What this task involves:
Please quote exactly the lines below from the line containing "check the outcome." to the line containing "let Some(index) = position(&records, record.id())", both lines included, and nothing else.

Stored data:
··········
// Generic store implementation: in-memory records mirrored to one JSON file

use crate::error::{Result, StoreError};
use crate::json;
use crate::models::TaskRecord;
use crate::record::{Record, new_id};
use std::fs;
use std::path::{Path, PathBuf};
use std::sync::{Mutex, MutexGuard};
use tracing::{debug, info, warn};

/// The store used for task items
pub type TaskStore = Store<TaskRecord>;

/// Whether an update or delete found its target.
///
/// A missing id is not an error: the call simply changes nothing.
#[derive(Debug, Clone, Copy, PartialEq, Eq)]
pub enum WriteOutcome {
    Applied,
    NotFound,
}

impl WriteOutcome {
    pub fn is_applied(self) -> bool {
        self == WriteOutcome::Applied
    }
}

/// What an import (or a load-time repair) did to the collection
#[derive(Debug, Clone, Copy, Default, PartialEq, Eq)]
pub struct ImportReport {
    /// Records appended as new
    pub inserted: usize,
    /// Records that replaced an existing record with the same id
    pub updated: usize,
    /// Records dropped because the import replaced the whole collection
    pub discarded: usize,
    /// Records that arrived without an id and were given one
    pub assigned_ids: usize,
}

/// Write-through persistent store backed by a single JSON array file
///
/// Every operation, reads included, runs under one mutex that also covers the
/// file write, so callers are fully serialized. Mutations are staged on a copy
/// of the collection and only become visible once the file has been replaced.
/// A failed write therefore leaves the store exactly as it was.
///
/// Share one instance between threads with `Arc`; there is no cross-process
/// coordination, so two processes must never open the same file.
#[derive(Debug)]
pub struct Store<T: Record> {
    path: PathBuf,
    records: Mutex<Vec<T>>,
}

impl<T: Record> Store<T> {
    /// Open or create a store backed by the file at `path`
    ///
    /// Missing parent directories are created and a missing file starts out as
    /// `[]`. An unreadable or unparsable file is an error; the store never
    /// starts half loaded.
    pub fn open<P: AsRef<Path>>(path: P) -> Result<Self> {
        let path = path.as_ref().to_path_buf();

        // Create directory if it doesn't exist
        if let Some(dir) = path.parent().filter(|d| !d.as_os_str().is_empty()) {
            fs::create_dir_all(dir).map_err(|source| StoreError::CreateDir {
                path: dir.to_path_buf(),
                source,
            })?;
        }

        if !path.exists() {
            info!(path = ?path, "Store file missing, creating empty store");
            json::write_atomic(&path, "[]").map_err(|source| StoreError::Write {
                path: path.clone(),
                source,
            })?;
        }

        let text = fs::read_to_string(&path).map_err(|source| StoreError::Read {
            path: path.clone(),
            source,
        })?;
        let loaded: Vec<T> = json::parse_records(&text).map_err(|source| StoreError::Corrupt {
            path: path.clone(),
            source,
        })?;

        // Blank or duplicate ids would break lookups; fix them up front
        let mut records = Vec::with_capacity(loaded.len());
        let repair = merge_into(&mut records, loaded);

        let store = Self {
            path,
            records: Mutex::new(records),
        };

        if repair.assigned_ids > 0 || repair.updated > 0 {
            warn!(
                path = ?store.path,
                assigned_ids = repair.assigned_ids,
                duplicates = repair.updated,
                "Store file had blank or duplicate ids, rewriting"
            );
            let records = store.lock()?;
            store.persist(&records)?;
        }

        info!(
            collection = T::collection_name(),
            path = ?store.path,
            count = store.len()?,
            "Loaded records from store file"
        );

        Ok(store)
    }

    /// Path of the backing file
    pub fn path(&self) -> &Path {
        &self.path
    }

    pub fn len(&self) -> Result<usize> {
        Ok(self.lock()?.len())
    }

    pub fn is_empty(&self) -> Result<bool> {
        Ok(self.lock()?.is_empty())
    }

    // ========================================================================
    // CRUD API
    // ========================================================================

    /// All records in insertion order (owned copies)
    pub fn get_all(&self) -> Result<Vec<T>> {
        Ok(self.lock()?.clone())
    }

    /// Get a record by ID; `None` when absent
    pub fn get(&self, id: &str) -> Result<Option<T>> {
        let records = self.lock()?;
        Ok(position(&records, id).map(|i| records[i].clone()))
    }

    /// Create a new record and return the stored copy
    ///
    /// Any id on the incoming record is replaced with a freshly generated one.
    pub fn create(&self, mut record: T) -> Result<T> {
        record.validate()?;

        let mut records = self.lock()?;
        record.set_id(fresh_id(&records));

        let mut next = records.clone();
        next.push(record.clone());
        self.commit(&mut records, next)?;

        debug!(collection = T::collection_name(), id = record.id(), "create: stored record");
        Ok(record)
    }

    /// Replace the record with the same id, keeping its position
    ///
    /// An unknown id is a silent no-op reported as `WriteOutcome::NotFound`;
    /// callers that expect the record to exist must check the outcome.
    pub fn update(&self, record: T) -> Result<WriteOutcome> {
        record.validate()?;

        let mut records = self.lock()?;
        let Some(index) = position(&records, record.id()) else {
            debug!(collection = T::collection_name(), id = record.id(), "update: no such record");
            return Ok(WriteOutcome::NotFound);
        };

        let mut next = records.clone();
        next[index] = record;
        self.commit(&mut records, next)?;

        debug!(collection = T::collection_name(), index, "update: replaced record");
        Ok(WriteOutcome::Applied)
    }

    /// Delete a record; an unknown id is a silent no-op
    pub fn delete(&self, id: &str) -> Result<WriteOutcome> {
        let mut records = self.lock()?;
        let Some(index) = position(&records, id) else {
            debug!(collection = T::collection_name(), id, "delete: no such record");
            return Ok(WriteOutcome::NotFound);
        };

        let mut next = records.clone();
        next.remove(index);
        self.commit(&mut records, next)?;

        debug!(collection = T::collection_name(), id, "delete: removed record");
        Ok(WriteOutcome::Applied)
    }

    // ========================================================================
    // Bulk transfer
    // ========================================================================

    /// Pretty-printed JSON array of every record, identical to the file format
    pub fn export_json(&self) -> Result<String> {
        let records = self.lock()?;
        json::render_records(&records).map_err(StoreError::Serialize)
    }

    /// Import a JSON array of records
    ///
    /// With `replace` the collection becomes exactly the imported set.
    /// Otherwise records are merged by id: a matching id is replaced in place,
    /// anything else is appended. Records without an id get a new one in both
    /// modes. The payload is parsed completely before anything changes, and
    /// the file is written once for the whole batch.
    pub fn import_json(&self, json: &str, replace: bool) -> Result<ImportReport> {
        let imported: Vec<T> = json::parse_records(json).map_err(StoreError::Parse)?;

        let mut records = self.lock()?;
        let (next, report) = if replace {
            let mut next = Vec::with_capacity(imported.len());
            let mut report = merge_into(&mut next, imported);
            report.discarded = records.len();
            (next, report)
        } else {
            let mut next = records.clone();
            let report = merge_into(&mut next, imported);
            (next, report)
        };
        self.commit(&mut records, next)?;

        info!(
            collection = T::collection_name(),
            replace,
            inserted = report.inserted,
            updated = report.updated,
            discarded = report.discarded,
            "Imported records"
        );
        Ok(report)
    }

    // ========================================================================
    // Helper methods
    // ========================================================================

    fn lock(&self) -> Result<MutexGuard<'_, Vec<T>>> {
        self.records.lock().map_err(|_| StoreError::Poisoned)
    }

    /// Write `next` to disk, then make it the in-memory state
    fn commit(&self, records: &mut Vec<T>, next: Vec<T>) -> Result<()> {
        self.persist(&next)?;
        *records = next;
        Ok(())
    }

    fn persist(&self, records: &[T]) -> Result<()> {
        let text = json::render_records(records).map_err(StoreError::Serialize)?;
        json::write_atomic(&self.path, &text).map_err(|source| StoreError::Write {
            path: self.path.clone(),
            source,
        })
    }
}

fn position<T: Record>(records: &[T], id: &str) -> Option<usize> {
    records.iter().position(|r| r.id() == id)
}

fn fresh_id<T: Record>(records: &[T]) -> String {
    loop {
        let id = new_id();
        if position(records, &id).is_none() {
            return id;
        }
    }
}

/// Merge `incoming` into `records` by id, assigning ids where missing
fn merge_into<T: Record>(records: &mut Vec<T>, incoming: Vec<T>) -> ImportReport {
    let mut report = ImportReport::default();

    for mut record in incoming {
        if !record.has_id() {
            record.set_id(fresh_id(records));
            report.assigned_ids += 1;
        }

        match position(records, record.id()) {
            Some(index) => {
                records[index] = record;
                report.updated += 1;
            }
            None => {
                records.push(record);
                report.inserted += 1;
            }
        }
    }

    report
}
··········
Your solution:
    /// callers that expect the record to exist must check the outcome.
    pub fn update(&self, record: T) -> Result<WriteOutcome> {
        record.validate()?;

        let mut records = self.lock()?;
        let Some(index) = position(&records, record.id()) else {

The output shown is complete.